Celebrity Cruises CEO Shares Experiences Facing Gender Gap

It was only when she moved into the operations department at Royal Caribbean in 2005, said Lisa Lutoff-Perlo, that she realized what a “huge gender gap” existed in the company and in the industry in general. Now CEO of Celebrity Cruises, a subsidiary of Royal Caribbean, Lutoff-Perlo addressed the Dean’s Distinguished Leisure Series at the Boston University School of Hospitality Administration, saying she has led the company to a different culture where the female contingent of bridge crews has soared from three percent to 30 percent, including the first and only female American captain of a cruise ship.

Lisa Lutoff-Perlo, CEO of Celebrity Cruises
Lisa Lutoff-Perlo, CEO of Celebrity Cruises. (photo via Celebrity Cruises)
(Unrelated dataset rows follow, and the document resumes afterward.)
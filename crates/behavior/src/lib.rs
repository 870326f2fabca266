//! Behavioral classification for classroom cameras
//!
//! Turns per-frame facial landmarks into behavioral signals:
//! - Eye aspect ratio (drowsiness)
//! - Head pose (distraction and look direction)
//! - Look-down events with hysteresis
//! - Seat occupancy across frames without faces
//! - Sustained drowsiness / distraction episodes

pub mod analysis;
pub mod config;
pub mod ear;
pub mod emotion;
pub mod hysteresis;
pub mod landmarks;
pub mod occupancy;
pub mod pose;
pub mod state;

pub use analysis::{BehaviorCounters, FaceObservation, FrameClassification, FrameInput};
pub use config::{BehaviorConfig, LookDownThresholds, PoseThresholds};
pub use ear::{eye_aspect_ratio, DrowsinessClassifier, EyeReading};
pub use emotion::{EmotionModel, EmotionSource};
pub use landmarks::{EyeContour, Landmark, LandmarkSet, Point2, ScreenPosition};
pub use occupancy::{SeatOccupancy, SeatState};
pub use pose::{
    CameraIntrinsics, DistractionClassifier, HeadPose, LookDirection, PnpProblem, PoseEstimate,
    PoseReading, PoseSolver, UnavailablePoseSolver,
};
pub use state::BehaviorState;

use std::sync::Arc;

use thiserror::Error;
use tracing::{debug, info};

/// Behavior error types
#[derive(Error, Debug, Clone, PartialEq)]
pub enum BehaviorError {
    #[error("Invalid frame dimensions {width}x{height}")]
    InvalidFrame { width: u32, height: u32 },

    #[error("Face has {found} landmarks, {required} required")]
    MissingLandmarks { required: usize, found: usize },

    #[error("Landmark {0} has a non-finite coordinate")]
    NonFiniteCoordinate(usize),

    #[error("Face {slot} was detected on a {face_width}x{face_height} frame, expected {width}x{height}")]
    FrameSizeMismatch {
        slot: usize,
        width: u32,
        height: u32,
        face_width: u32,
        face_height: u32,
    },

    #[error("Configuration error: {0}")]
    Config(String),
}

/// Per-session behavior classifier
pub struct BehaviorModule {
    config: BehaviorConfig,
    drowsiness: DrowsinessClassifier,
    distraction: DistractionClassifier,
    pose_solver: Arc<dyn PoseSolver>,
    emotion: EmotionSource,
    state: BehaviorState,
}

impl BehaviorModule {
    /// Create a module whose session starts at `started_at_ms`
    pub fn new(
        config: BehaviorConfig,
        pose_solver: Arc<dyn PoseSolver>,
        emotion: EmotionSource,
        started_at_ms: u64,
    ) -> Result<Self, BehaviorError> {
        config.validate()?;

        Ok(Self {
            drowsiness: DrowsinessClassifier::new(config.ear_threshold),
            distraction: DistractionClassifier::new(config.pose),
            state: BehaviorState::new(&config, started_at_ms),
            pose_solver,
            emotion,
            config,
        })
    }

    /// Classify every face in a frame and advance the session's hysteresis
    pub fn classify_frame(&mut self, frame: &FrameInput) -> FrameClassification {
        let emotion = if frame.faces.is_empty() {
            None
        } else {
            Some(self.emotion.label_frame(&frame.faces))
        };

        let mut look_down_events = 0;
        let faces: Vec<FaceObservation> = frame
            .faces
            .iter()
            .enumerate()
            .map(|(slot, face)| {
                let eyes = self.drowsiness.classify(face);
                let pose = self.pose_solver.solve(&PnpProblem::for_face(face));
                let reading = self.distraction.classify(pose);

                match pose.angles() {
                    Some(angles) => {
                        if self.state.look_down.update(angles.pitch) {
                            look_down_events += 1;
                        }
                    }
                    None => debug!("Pose unavailable for face {} at {}ms", slot, frame.timestamp_ms),
                }

                FaceObservation {
                    slot,
                    ear: eyes.ear,
                    drowsy: eyes.drowsy,
                    pose,
                    distracted: reading.distracted,
                    looking_direction: reading.looking_direction,
                    emotion: emotion.clone().unwrap_or_default(),
                    screen_position: face.screen_position(),
                }
            })
            .collect();

        let seat_left = self.state.occupancy.update(frame.timestamp_ms, faces.len());
        if look_down_events > 0 {
            info!(
                "Look-down event completed (count: {})",
                self.state.look_down.count()
            );
        }

        if self.state.drowsy.update(faces.iter().any(|f| f.drowsy)) {
            info!("Sustained drowsiness episode (count: {})", self.state.drowsy.episodes());
        }
        if self.state.distraction.update(faces.iter().any(|f| f.distracted)) {
            info!(
                "Sustained distraction episode (count: {})",
                self.state.distraction.episodes()
            );
        }

        debug!(
            "Classified frame at {}ms: {} faces",
            frame.timestamp_ms,
            faces.len()
        );

        FrameClassification {
            timestamp_ms: frame.timestamp_ms,
            width: frame.width,
            height: frame.height,
            faces,
            seat_empty: self.state.occupancy.is_seat_empty(),
            seat_left,
            look_down_events,
            drowsy_episode_active: self.state.drowsy.is_active(),
            distraction_episode_active: self.state.distraction.is_active(),
        }
    }

    /// Cumulative event counts
    pub fn counters(&self) -> BehaviorCounters {
        self.state.counters()
    }

    pub fn state(&self) -> &BehaviorState {
        &self.state
    }

    pub fn config(&self) -> &BehaviorConfig {
        &self.config
    }

    /// Reset hysteresis state (on session restart)
    pub fn reset_state(&mut self, started_at_ms: u64) {
        self.state.reset(&self.config, started_at_ms);
    }
}
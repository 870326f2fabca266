//! Per-frame inputs and classification results

use serde::{Deserialize, Serialize};

use crate::landmarks::{LandmarkSet, ScreenPosition};
use crate::pose::{LookDirection, PoseEstimate};
use crate::BehaviorError;

/// One frame of detector output
#[derive(Debug, Clone, PartialEq, Serialize, Deserialize)]
pub struct FrameInput {
    /// Capture timestamp (milliseconds, monotonic within a session)
    pub timestamp_ms: u64,
    pub width: u32,
    pub height: u32,
    /// Detected faces, possibly none
    #[serde(default)]
    pub faces: Vec<LandmarkSet>,
}

impl FrameInput {
    pub fn new(timestamp_ms: u64, width: u32, height: u32, faces: Vec<LandmarkSet>) -> Self {
        Self {
            timestamp_ms,
            width,
            height,
            faces,
        }
    }

    /// A frame in which the detector found nobody
    pub fn empty(timestamp_ms: u64, width: u32, height: u32) -> Self {
        Self::new(timestamp_ms, width, height, Vec::new())
    }

    /// Check the frame has a usable size and every face was detected on it.
    ///
    /// Pose intrinsics come from each face's size while the heatmap uses the
    /// frame's, so the two must agree.
    pub fn validate(&self) -> Result<(), BehaviorError> {
        if self.width == 0 || self.height == 0 {
            return Err(BehaviorError::InvalidFrame {
                width: self.width,
                height: self.height,
            });
        }
        for (slot, face) in self.faces.iter().enumerate() {
            if face.width() != self.width || face.height() != self.height {
                return Err(BehaviorError::FrameSizeMismatch {
                    slot,
                    width: self.width,
                    height: self.height,
                    face_width: face.width(),
                    face_height: face.height(),
                });
            }
        }
        Ok(())
    }
}

/// Classification of one face in one frame.
///
/// `slot` is the face's position in the detector output for this frame only;
/// it carries no identity across frames.
#[derive(Debug, Clone, PartialEq, Serialize, Deserialize)]
pub struct FaceObservation {
    pub slot: usize,
    pub ear: f64,
    pub drowsy: bool,
    pub pose: PoseEstimate,
    pub distracted: bool,
    pub looking_direction: LookDirection,
    pub emotion: String,
    pub screen_position: ScreenPosition,
}

/// Classification of a whole frame plus the hysteresis outcome it produced
#[derive(Debug, Clone, PartialEq, Serialize, Deserialize)]
pub struct FrameClassification {
    pub timestamp_ms: u64,
    pub width: u32,
    pub height: u32,
    pub faces: Vec<FaceObservation>,
    pub seat_empty: bool,
    /// Seat turned empty on this frame
    pub seat_left: bool,
    /// Look-down events completed on this frame
    pub look_down_events: u32,
    pub drowsy_episode_active: bool,
    pub distraction_episode_active: bool,
}

impl FrameClassification {
    pub fn has_faces(&self) -> bool {
        !self.faces.is_empty()
    }

    pub fn drowsy_count(&self) -> usize {
        self.faces.iter().filter(|f| f.drowsy).count()
    }

    pub fn distracted_count(&self) -> usize {
        self.faces.iter().filter(|f| f.distracted).count()
    }
}

/// Cumulative event counts for a session
#[derive(Debug, Clone, Copy, Default, PartialEq, Eq, Serialize, Deserialize)]
pub struct BehaviorCounters {
    pub leaving_seat_count: u32,
    pub looking_down_count: u32,
    pub drowsy_episode_count: u32,
    pub distraction_episode_count: u32,
}

#[cfg(test)]
mod tests {
    use super::*;
    use crate::landmarks::fixtures;

    #[test]
    fn test_matching_frame_validates() {
        let frame = FrameInput::new(0, 640, 480, vec![fixtures::open_eyed_face()]);
        assert!(frame.validate().is_ok());
        assert!(FrameInput::empty(0, 640, 480).validate().is_ok());
    }

    #[test]
    fn test_zero_sized_frame_rejected() {
        let err = FrameInput::empty(0, 0, 480).validate().unwrap_err();
        assert_eq!(err, BehaviorError::InvalidFrame { width: 0, height: 480 });
    }

    #[test]
    fn test_face_from_other_frame_rejected() {
        let faces = vec![fixtures::open_eyed_face(), fixtures::open_eyed_face()];
        let err = FrameInput::new(0, 1280, 720, faces).validate().unwrap_err();
        assert_eq!(
            err,
            BehaviorError::FrameSizeMismatch {
                slot: 0,
                width: 1280,
                height: 720,
                face_width: 640,
                face_height: 480,
            }
        );
    }
}
//! Engine configuration

use std::str::FromStr;

use behavior::{BehaviorConfig, BehaviorError};
use intervention::InterventionConfig;
use serde::{Deserialize, Serialize};
use session_analytics::AnalyticsConfig;
use tracing::Level;

use crate::EngineError;

/// Environment variable prefix, e.g. `CLASSROOM_BEHAVIOR__EAR_THRESHOLD=0.3`
pub const ENV_PREFIX: &str = "CLASSROOM";

/// Complete engine configuration
#[derive(Debug, Clone, Default, PartialEq, Serialize, Deserialize)]
#[serde(default)]
pub struct EngineConfig {
    /// Classifier and hysteresis thresholds
    pub behavior: BehaviorConfig,

    /// Aggregation thresholds
    pub analytics: AnalyticsConfig,

    /// Intervention rule thresholds
    pub intervention: InterventionConfig,

    /// Session task settings
    pub runner: RunnerConfig,

    /// Log output settings
    pub logging: LoggingConfig,
}

#[derive(Debug, Clone, PartialEq, Serialize, Deserialize)]
#[serde(default)]
pub struct RunnerConfig {
    /// Bounded capacity of the frame and record channels
    pub channel_capacity: usize,
}

impl Default for RunnerConfig {
    fn default() -> Self {
        Self { channel_capacity: 64 }
    }
}

#[derive(Debug, Clone, PartialEq, Serialize, Deserialize)]
#[serde(default)]
pub struct LoggingConfig {
    /// Maximum level: trace, debug, info, warn, error
    pub level: String,

    /// Emit JSON lines instead of plain text
    pub json: bool,
}

impl Default for LoggingConfig {
    fn default() -> Self {
        Self {
            level: "info".to_string(),
            json: false,
        }
    }
}

impl LoggingConfig {
    pub fn max_level(&self) -> Result<Level, EngineError> {
        Level::from_str(&self.level)
            .map_err(|_| EngineError::InvalidConfig(format!("unknown log level {:?}", self.level)))
    }
}

impl EngineConfig {
    /// Load configuration from file, with environment overrides
    pub fn from_file(path: &str) -> Result<Self, EngineError> {
        let settings = ::config::Config::builder()
            .add_source(::config::File::with_name(path))
            .add_source(environment())
            .build()?;

        let config: Self = settings.try_deserialize()?;
        config.validate()?;
        Ok(config)
    }

    /// Load from environment variables
    pub fn from_env() -> Result<Self, EngineError> {
        let settings = ::config::Config::builder()
            .add_source(environment())
            .build()?;

        let config: Self = settings.try_deserialize()?;
        config.validate()?;
        Ok(config)
    }

    /// Reject thresholds that cannot produce meaningful output
    pub fn validate(&self) -> Result<(), EngineError> {
        self.behavior.validate().map_err(|e| match e {
            BehaviorError::Config(reason) => EngineError::InvalidConfig(reason),
            other => EngineError::Behavior(other),
        })?;

        let event_threshold = self.analytics.distraction_event_threshold;
        if !(0.0..=100.0).contains(&event_threshold) {
            return Err(EngineError::InvalidConfig(format!(
                "analytics.distraction_event_threshold must be within [0, 100], got {}",
                event_threshold
            )));
        }

        let engagement = self.intervention.engagement_threshold;
        if !(0.0..=100.0).contains(&engagement) {
            return Err(EngineError::InvalidConfig(format!(
                "intervention.engagement_threshold must be within [0, 100], got {}",
                engagement
            )));
        }

        let ratio = self.intervention.drowsy_ratio_threshold;
        if !(0.0..=1.0).contains(&ratio) {
            return Err(EngineError::InvalidConfig(format!(
                "intervention.drowsy_ratio_threshold must be within [0, 1], got {}",
                ratio
            )));
        }

        if self.runner.channel_capacity == 0 {
            return Err(EngineError::InvalidConfig(
                "runner.channel_capacity must be at least 1".to_string(),
            ));
        }

        self.logging.max_level()?;
        Ok(())
    }
}

fn environment() -> ::config::Environment {
    ::config::Environment::with_prefix(ENV_PREFIX)
        .prefix_separator("_")
        .separator("__")
        .try_parsing(true)
}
Lutoff-Perlo, answering questions from Dean Arun Upneja, traced her career from its beginnings in hotel sales and then as a travel advisor in Massachusetts. She said she had never been on a cruise – or even traveled very much before taking the travel agency position. When a cruise line salesperson told her his job would be open soon, she applied for it and was later told she had “come in second.” She later learned that the person who did get the job, a man, did not last through the probationary period.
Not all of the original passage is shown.